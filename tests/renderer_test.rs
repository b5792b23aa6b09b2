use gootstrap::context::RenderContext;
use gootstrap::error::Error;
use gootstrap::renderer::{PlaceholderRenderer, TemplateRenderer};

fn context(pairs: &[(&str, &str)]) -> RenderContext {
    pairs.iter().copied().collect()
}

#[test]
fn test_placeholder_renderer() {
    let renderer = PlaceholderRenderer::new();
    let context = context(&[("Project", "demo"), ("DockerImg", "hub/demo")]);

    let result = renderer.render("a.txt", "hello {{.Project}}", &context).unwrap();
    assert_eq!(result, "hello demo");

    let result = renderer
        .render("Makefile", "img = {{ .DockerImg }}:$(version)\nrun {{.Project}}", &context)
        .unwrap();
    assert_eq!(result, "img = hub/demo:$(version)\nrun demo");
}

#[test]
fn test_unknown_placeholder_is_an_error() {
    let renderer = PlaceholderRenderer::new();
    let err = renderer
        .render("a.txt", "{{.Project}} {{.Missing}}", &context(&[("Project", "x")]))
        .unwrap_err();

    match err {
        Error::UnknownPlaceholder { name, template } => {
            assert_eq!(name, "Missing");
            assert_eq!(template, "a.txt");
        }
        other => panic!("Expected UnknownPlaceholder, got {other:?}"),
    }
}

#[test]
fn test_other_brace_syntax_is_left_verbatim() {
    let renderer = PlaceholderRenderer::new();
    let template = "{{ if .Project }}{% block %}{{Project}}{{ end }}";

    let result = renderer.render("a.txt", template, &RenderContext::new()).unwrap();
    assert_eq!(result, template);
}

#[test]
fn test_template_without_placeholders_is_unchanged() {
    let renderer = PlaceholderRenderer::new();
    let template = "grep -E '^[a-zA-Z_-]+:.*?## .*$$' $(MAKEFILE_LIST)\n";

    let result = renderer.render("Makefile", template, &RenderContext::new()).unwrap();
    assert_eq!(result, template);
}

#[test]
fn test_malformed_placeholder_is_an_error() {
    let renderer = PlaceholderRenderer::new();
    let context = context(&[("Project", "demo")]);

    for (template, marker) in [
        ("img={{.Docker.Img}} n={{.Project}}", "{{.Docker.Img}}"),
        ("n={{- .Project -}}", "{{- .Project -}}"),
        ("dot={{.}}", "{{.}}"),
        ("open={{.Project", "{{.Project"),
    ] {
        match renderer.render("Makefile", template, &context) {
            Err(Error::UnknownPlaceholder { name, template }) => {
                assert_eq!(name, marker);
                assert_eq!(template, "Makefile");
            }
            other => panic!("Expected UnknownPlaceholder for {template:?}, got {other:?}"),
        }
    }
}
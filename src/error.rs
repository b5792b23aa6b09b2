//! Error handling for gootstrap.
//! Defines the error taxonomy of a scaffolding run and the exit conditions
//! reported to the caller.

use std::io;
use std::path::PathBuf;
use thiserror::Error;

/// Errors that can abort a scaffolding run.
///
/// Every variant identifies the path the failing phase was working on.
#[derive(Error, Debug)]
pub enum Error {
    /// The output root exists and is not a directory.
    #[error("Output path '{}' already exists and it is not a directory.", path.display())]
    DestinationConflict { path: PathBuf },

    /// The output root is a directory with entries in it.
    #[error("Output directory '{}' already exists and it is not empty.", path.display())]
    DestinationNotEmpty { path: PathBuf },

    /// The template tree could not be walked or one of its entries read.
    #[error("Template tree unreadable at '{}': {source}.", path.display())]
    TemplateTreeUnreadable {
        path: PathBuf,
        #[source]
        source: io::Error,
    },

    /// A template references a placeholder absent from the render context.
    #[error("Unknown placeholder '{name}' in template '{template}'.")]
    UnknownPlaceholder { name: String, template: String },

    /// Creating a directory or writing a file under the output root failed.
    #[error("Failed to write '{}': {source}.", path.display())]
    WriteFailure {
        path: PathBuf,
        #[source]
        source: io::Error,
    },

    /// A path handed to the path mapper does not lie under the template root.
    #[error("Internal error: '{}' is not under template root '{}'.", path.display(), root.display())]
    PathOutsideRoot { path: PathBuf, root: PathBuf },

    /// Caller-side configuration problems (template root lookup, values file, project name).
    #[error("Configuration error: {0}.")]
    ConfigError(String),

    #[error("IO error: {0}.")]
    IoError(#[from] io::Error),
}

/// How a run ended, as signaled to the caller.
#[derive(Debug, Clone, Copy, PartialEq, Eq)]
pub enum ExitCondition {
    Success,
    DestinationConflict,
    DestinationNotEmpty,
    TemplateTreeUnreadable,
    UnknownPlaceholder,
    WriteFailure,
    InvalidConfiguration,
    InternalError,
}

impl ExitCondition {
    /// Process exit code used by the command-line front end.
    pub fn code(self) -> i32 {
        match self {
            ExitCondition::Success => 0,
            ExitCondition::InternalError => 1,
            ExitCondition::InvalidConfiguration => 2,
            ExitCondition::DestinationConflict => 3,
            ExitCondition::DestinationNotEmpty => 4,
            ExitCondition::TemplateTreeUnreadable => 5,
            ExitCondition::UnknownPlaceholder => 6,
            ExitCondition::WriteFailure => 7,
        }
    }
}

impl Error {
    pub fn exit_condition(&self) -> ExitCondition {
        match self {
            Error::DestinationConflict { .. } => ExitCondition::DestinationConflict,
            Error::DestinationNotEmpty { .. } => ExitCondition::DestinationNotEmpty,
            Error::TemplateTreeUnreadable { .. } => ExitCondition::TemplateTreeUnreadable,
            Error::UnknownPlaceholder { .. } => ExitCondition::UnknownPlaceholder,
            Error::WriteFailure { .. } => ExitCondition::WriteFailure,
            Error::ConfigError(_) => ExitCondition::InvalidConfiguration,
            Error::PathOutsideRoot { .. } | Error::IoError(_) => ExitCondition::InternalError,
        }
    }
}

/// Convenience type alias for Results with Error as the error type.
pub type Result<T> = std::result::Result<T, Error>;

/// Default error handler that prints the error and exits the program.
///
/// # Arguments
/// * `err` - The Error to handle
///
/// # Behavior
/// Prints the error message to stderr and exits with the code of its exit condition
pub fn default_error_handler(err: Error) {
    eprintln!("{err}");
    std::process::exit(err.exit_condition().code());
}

============

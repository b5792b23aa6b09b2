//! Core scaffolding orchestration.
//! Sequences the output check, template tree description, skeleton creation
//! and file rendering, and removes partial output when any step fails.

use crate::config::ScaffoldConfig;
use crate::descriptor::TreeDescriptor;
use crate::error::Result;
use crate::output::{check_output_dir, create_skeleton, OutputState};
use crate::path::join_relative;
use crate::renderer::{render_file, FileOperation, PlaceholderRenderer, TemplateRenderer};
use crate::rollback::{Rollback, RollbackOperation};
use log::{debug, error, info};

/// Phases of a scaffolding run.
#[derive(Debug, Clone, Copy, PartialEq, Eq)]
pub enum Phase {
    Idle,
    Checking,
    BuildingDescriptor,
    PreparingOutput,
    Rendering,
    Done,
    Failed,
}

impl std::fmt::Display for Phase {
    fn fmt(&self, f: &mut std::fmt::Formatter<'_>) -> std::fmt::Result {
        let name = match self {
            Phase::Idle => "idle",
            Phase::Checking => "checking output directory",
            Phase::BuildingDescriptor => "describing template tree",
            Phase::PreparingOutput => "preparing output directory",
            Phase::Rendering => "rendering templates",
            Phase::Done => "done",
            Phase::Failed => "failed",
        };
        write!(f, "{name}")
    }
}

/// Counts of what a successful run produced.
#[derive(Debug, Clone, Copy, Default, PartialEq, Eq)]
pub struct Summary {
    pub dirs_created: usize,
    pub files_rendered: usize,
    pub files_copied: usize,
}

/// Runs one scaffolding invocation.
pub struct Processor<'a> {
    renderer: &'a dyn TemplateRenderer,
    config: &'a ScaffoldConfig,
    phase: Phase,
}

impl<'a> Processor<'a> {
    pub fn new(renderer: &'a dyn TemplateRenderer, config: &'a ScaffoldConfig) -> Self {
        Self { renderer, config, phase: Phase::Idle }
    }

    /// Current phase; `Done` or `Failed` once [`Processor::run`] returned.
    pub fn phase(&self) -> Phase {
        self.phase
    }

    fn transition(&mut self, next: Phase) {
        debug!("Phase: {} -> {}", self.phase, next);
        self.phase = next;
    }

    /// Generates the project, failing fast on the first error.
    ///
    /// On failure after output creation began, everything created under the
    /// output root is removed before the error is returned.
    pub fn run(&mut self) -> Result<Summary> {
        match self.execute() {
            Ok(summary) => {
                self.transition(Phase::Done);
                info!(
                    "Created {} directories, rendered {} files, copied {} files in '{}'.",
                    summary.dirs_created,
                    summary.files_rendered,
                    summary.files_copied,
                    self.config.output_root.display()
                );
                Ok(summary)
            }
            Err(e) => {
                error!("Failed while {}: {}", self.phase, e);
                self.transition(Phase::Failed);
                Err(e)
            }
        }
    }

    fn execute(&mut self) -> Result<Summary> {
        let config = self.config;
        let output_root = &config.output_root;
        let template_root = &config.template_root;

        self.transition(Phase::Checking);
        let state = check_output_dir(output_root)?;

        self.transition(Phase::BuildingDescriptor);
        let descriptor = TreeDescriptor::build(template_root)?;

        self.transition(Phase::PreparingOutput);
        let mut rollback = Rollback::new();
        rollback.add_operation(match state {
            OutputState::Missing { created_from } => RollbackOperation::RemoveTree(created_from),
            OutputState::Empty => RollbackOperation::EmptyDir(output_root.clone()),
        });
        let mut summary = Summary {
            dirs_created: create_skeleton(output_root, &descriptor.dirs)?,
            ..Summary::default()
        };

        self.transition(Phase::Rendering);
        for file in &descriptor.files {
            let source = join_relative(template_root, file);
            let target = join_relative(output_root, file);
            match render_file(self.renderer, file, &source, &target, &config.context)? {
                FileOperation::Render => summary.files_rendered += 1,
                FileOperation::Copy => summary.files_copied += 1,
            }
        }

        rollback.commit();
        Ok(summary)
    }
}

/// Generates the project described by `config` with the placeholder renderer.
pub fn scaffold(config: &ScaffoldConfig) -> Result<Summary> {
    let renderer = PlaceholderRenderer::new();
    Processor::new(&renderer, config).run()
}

============

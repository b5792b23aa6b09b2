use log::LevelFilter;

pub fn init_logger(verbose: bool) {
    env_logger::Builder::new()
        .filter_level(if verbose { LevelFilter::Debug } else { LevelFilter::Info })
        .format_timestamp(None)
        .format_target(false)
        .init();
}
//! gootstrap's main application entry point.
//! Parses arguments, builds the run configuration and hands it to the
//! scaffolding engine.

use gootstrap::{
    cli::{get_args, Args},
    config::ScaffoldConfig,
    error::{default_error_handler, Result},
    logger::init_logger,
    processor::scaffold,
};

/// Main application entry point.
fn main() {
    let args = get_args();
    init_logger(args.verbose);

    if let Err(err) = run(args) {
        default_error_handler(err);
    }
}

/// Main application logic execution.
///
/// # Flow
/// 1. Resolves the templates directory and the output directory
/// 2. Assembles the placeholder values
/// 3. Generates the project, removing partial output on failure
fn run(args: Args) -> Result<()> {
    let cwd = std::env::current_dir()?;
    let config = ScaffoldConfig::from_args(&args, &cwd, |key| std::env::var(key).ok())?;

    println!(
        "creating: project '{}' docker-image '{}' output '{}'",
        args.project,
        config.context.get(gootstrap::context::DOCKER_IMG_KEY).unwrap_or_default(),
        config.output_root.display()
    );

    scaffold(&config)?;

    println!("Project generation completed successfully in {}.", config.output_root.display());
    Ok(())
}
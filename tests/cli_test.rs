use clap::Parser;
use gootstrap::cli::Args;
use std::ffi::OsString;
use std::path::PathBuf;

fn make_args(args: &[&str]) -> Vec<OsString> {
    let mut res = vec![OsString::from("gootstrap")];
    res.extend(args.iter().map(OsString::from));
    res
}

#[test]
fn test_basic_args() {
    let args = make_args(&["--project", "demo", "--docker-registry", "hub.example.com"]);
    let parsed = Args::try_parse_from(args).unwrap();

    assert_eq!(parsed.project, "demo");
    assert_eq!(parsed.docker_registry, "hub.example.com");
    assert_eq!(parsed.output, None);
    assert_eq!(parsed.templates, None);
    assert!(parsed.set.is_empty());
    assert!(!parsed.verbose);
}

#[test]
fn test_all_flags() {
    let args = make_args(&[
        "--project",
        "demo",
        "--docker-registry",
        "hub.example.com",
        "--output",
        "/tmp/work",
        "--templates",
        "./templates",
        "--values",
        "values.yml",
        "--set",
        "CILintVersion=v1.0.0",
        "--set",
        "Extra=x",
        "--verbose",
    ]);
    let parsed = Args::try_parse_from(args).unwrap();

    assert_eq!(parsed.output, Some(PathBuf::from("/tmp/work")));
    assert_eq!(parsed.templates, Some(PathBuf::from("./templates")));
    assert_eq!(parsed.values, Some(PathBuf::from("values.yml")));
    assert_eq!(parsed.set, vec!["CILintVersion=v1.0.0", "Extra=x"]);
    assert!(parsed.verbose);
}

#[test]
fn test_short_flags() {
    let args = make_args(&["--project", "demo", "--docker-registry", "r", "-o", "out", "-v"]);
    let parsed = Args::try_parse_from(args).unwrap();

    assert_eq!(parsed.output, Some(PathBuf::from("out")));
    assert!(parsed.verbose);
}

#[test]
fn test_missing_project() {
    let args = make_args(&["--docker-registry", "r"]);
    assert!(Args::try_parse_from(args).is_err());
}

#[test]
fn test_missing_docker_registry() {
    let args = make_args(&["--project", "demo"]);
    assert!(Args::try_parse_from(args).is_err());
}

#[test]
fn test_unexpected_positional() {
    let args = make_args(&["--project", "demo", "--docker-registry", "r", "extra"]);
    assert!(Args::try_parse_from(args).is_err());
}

============

# Aim of the task:
Pull every line containing the word "already" out of the entries above.

# Output of the task:
    #[error("Output path '{}' already exists and it is not a directory.", path.display())]
    #[error("Output directory '{}' already exists and it is not empty.", path.display())]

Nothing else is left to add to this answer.